One of the EEOC’s top priorities is to continue its focus on cases of systemic discrimination, which typically involve broad-based employment practices affecting large numbers of individuals. As required by the Strategic Plan, the EEOC expects to increase its enforcement activities over the next several budget cycles. Consistent with the final year of the Strategic Enforcement Plan, the EEOC expects many of its complaints to challenge discriminatory barriers to employment (chiefly, recruiting and hiring practices). This extends to emerging and developing legal issues, such as protecting the rights of immigrants and other “vulnerable populations” and the discriminatory pay practices discussed above.
Workplace Harassment Initiative
Preventing harassment through systemic enforcement and targeted outreach is also a national priority for EEOC. According to the EEOC, workplace harassment remains a persistent problem, prompting the formation of a “Select Task Force of Academics, Practitioners and Stakeholders To Study How To Address And Prevent All Types of Workplace Harassment.” While the task force’s findings may not be near, expect the EEOC to once again intensify its focus on unlawful harassment in the workplace.
Expect the EEOC to focus on harassment involving not only sex, but race and disability in particular. Finally, just this past December, the EEOC announced an “enforcement priority” on workplace harassment of Muslim employees. More than 68 lawsuits have been filed since 2010 on behalf of Muslim employees.
Proposed Enforcement Guidance on Retaliation and Related Issues
The commission’s last guidance update on retaliation was issued in 1998. Since that time the Supreme Court and lower federal courts have issued numerous significant rulings regarding retaliation under employment discrimination laws.
“Retaliation is a persistent and widespread problem in the nation’s workplaces,” said EEOC Chair Yang. “Ensuring that employees are free to come forward to report violations of our employment discrimination laws is the cornerstone for effective enforcement. If employees face retaliation for filing a charge, it undermines the protections of our federal civil rights laws.

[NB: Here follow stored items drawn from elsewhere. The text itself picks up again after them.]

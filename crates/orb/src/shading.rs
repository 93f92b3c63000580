//! Pure numeric form of the orb shader.
//!
//! These functions are the reference for `shader.wgsl` in the renderer crate;
//! both evaluate the same formulas so the look can be unit-tested without a
//! GPU. All inputs are plain `glam` vectors and the outputs are deterministic
//! for identical inputs.

use glam::Vec3;

use crate::config::OrbConfig;

/// Wave time runs slightly slower than shader time.
const WAVE_TIME_SCALE: f32 = 0.8;

const BASE_DARK: f32 = 0.06;
const BASE_LIGHT: f32 = 1.0;
const BRAND_MIX: f32 = 0.6;
const FRESNEL_POWER: f32 = 3.0;
const FRESNEL_WEIGHT: f32 = 0.25;
const RIM_POWER: f32 = 6.0;
const RIM_WEIGHT: f32 = 0.12;
const AMBIENT: f32 = 0.65;
const DIFFUSE_GAIN: f32 = 0.6;
const GAMMA: f32 = 1.9;

/// Fixed light rig: (direction, diffuse weight, specular exponent, specular weight).
const KEY_LIGHT: LightTerm = LightTerm {
    direction: Vec3::new(0.6, 0.9, 1.0),
    diffuse: 0.9,
    shininess: 40.0,
    specular: 0.9,
};
const FILL_LIGHT: LightTerm = LightTerm {
    direction: Vec3::new(-0.4, 0.2, -0.8),
    diffuse: 0.35,
    shininess: 80.0,
    specular: 0.35,
};

struct LightTerm {
    direction: Vec3,
    diffuse: f32,
    shininess: f32,
    specular: f32,
}

/// Per-surface parameters shared by displacement and shading.
#[derive(Debug, Clone, Copy, PartialEq)]
pub struct WaveParams {
    pub frequency: f32,
    pub amplitude: f32,
    pub gloss: f32,
}

impl Default for WaveParams {
    fn default() -> Self {
        Self {
            frequency: 2.6,
            amplitude: 0.12,
            gloss: 1.1,
        }
    }
}

impl From<&OrbConfig> for WaveParams {
    fn from(config: &OrbConfig) -> Self {
        Self {
            frequency: config.frequency,
            amplitude: config.amplitude,
            gloss: config.gloss,
        }
    }
}

/// Weighted sum of three travelling sinusoids, modulated by a radial envelope.
pub fn wave_field(p: Vec3, shader_time: f32, frequency: f32) -> f32 {
    let t = shader_time * WAVE_TIME_SCALE;
    let mut w = 0.0;
    w += 0.45 * ((p.x * 1.3 + p.y * 0.7 + p.z * 0.9) * frequency + t).sin();
    w += 0.30 * ((p.y * 1.9 - p.x * 0.6 + p.z * 0.4) * (frequency * 1.1) + t * 1.4 + 0.7).sin();
    w += 0.20 * ((p.z * 2.3 + p.x * 0.5 - p.y * 0.2) * (frequency * 0.8) + t * 0.6 - 0.4).sin();
    let r = p.length();
    w * (0.8 + 0.2 * (r * 3.0 + t * 0.6).sin())
}

#[derive(Debug, Clone, Copy, PartialEq)]
pub struct DisplacedVertex {
    pub position: Vec3,
    pub wave: f32,
}

/// Pushes a surface point along its normal by `wave * amplitude`.
pub fn displace(
    position: Vec3,
    normal: Vec3,
    shader_time: f32,
    params: &WaveParams,
) -> DisplacedVertex {
    let wave = wave_field(position, shader_time, params.frequency);
    DisplacedVertex {
        position: position + normal * (wave * params.amplitude),
        wave,
    }
}

pub fn specular_blinn(n: Vec3, v: Vec3, l: Vec3, shininess: f32) -> f32 {
    let h = (l + v).normalize_or_zero();
    n.dot(h).max(0.0).powf(shininess)
}

/// Fragment inputs for [`shade`].
#[derive(Debug, Clone, Copy, PartialEq)]
pub struct ShadingInput {
    pub normal: Vec3,
    pub view_dir: Vec3,
    pub wave: f32,
    pub brand: Vec3,
    pub gloss: f32,
}

/// Final display colour for one fragment, after the gamma curve.
pub fn shade(input: &ShadingInput) -> Vec3 {
    let n = input.normal.normalize_or_zero();
    let v = input.view_dir.normalize_or_zero();
    let brand = input.brand;

    let up = smoothstep(-0.6, 0.9, n.y);
    let mut base = Vec3::splat(BASE_DARK).lerp(Vec3::splat(BASE_LIGHT), up);
    base = base.lerp(brand, BRAND_MIX);

    let facing = n.dot(v).max(0.0);
    let fresnel = (1.0 - facing).powf(FRESNEL_POWER);
    base += fresnel * (brand * FRESNEL_WEIGHT);

    let mut diffuse = 0.0;
    let mut specular = 0.0;
    for light in [&KEY_LIGHT, &FILL_LIGHT] {
        let l = light.direction.normalize();
        diffuse += n.dot(l).max(0.0) * light.diffuse;
        specular += specular_blinn(n, v, l, light.shininess) * light.specular;
    }
    specular *= (0.6 + (input.wave * 1.2).clamp(0.0, 1.0)) * input.gloss;

    let mut color = base * (AMBIENT + diffuse * DIFFUSE_GAIN) + Vec3::splat(specular);
    color += (1.0 - facing).powf(RIM_POWER) * brand * RIM_WEIGHT;
    gamma_correct(color)
}

/// `pow(c, 1/1.9)` per channel; negative channels clamp to zero first.
pub fn gamma_correct(color: Vec3) -> Vec3 {
    let exponent = 1.0 / GAMMA;
    Vec3::new(
        color.x.max(0.0).powf(exponent),
        color.y.max(0.0).powf(exponent),
        color.z.max(0.0).powf(exponent),
    )
}

pub fn smoothstep(edge0: f32, edge1: f32, x: f32) -> f32 {
    let t = ((x - edge0) / (edge1 - edge0)).clamp(0.0, 1.0);
    t * t * (3.0 - 2.0 * t)
}

#[cfg(test)]
mod tests {
    use approx::assert_relative_eq;

    use super::*;

    fn brand() -> Vec3 {
        crate::palette::BrandColor::default().rgb()
    }

    #[test]
    fn wave_field_is_reproducible() {
        let p = Vec3::new(0.3, -0.7, 0.64);
        let first = wave_field(p, 12.25, 2.6);
        let second = wave_field(p, 12.25, 2.6);
        assert_eq!(first.to_bits(), second.to_bits());
    }

    #[test]
    fn wave_field_at_origin_matches_closed_form() {
        let expected = (0.45 * 0.0_f32.sin() + 0.30 * 0.7_f32.sin() + 0.20 * (-0.4_f32).sin()) * 0.8;
        assert_relative_eq!(wave_field(Vec3::ZERO, 0.0, 2.6), expected, epsilon = 1e-6);
    }

    #[test]
    fn wave_field_stays_within_weight_bounds() {
        let bound = (0.45 + 0.30 + 0.20) * 1.0;
        for step in 0..200 {
            let t = step as f32 * 0.37;
            let p = Vec3::new(t.sin(), t.cos(), (t * 0.5).sin()).normalize();
            assert!(wave_field(p, t, 2.6).abs() <= bound + 1e-5);
        }
    }

    #[test]
    fn displacement_follows_normal() {
        let params = WaveParams::default();
        let normal = Vec3::Y;
        let position = normal;
        let displaced = displace(position, normal, 3.0, &params);
        let expected_offset = displaced.wave * params.amplitude;
        assert_relative_eq!(displaced.position.x, 0.0);
        assert_relative_eq!(displaced.position.z, 0.0);
        assert_relative_eq!(displaced.position.y, 1.0 + expected_offset, epsilon = 1e-6);
    }

    #[test]
    fn zero_amplitude_leaves_surface_untouched() {
        let params = WaveParams {
            amplitude: 0.0,
            ..WaveParams::default()
        };
        let position = Vec3::new(0.0, 0.6, 0.8);
        let displaced = displace(position, position, 7.5, &params);
        assert_eq!(displaced.position, position);
    }

    #[test]
    fn specular_peaks_on_half_vector() {
        let l = Vec3::new(0.0, 1.0, 1.0).normalize();
        let v = Vec3::Z;
        let h = (l + v).normalize();
        assert_relative_eq!(specular_blinn(h, v, l, 40.0), 1.0, epsilon = 1e-5);
        assert_eq!(specular_blinn(-h, v, l, 40.0), 0.0);
    }

    #[test]
    fn rim_is_brighter_than_facing_surface_in_brand_channel() {
        let facing = shade(&ShadingInput {
            normal: Vec3::new(0.0, 0.0, 1.0),
            view_dir: Vec3::Z,
            wave: 0.0,
            brand: brand(),
            gloss: 1.1,
        });
        let grazing = shade(&ShadingInput {
            normal: Vec3::new(0.0, -1.0, 0.0),
            view_dir: Vec3::Z,
            wave: 0.0,
            brand: brand(),
            gloss: 1.1,
        });
        // The downward normal gets no key light, only Fresnel and rim from the brand.
        assert!(grazing.y > 0.0);
        assert!(facing.length() > 0.0);
        assert!(grazing.z < facing.z);
    }

    #[test]
    fn shading_output_is_finite_and_non_negative() {
        for step in 0..64 {
            let a = step as f32 * 0.2;
            let normal = Vec3::new(a.cos(), (a * 0.7).sin(), a.sin());
            let color = shade(&ShadingInput {
                normal,
                view_dir: Vec3::Z,
                wave: (a * 0.3).sin(),
                brand: brand(),
                gloss: 1.1,
            });
            for channel in color.to_array() {
                assert!(channel.is_finite() && channel >= 0.0);
            }
        }
    }

    #[test]
    fn wave_boosts_specular_up_to_clamp() {
        let input = ShadingInput {
            normal: Vec3::new(0.6, 0.9, 1.0).normalize(),
            view_dir: Vec3::new(0.6, 0.9, 1.0).normalize(),
            wave: 0.0,
            brand: brand(),
            gloss: 1.1,
        };
        let calm = shade(&input);
        let crest = shade(&ShadingInput { wave: 0.9, ..input });
        let saturated = shade(&ShadingInput { wave: 5.0, ..input });
        assert!(crest.x > calm.x);
        assert_relative_eq!(
            saturated.x,
            shade(&ShadingInput { wave: 1.0 / 1.2, ..input }).x,
            epsilon = 1e-5
        );
    }

    #[test]
    fn gamma_curve_clamps_negatives() {
        let corrected = gamma_correct(Vec3::new(-0.5, 1.0, 0.25));
        assert_eq!(corrected.x, 0.0);
        assert_relative_eq!(corrected.y, 1.0);
        assert_relative_eq!(corrected.z, 0.25_f32.powf(1.0 / 1.9));
    }

    #[test]
    fn smoothstep_edges() {
        assert_eq!(smoothstep(-0.6, 0.9, -1.0), 0.0);
        assert_eq!(smoothstep(-0.6, 0.9, 1.0), 1.0);
        assert_relative_eq!(smoothstep(0.0, 1.0, 0.5), 0.5);
    }
}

The Commission’s request for public input on this proposed enforcement guidance will promote transparency. It will also strengthen EEOC’s ability to help employers prevent retaliation and to help employees understand their rights.”
The percentage of retaliation charges has roughly doubled since 1998, making it the most frequent charge filed with EEOC. Nearly 45 percent of all private sector charges filed in 2015 included retaliation claims. In the federal sector, retaliation has been the most frequently alleged basis since 2008, and retaliation violations comprised 53 percent of all violations found in the federal sector in 2015. Recovering nearly $174 million just through mediation and conciliation adds a significant boost to the EEOC’s budget requests.
For 2016 and beyond, expect the EEOC to become involved in many new aspects of the workplace. It has ramped up its outreach programs to individuals it classifies as “vulnerable workers” – e.g., those often unaware of their rights under the equal employment laws, or reluctant or unable to exercise them. These “vulnerable workers” are future EEOC charging parties. The commission also hired eight new trial attorneys in 2015 and plans to hire seven more in 2016, so employers should expect the EEOC to be an especially vigilant participant in litigation against employers. As a result, employers are encouraged to “get ahead” of these issues and revise, if necessary, their practices and procedures accordingly. Ongoing education and compliance training are essential. Employers who turn a blind eye to these (and many more) potential workplace landmines are undertaking huge financial risks that might be avoidable.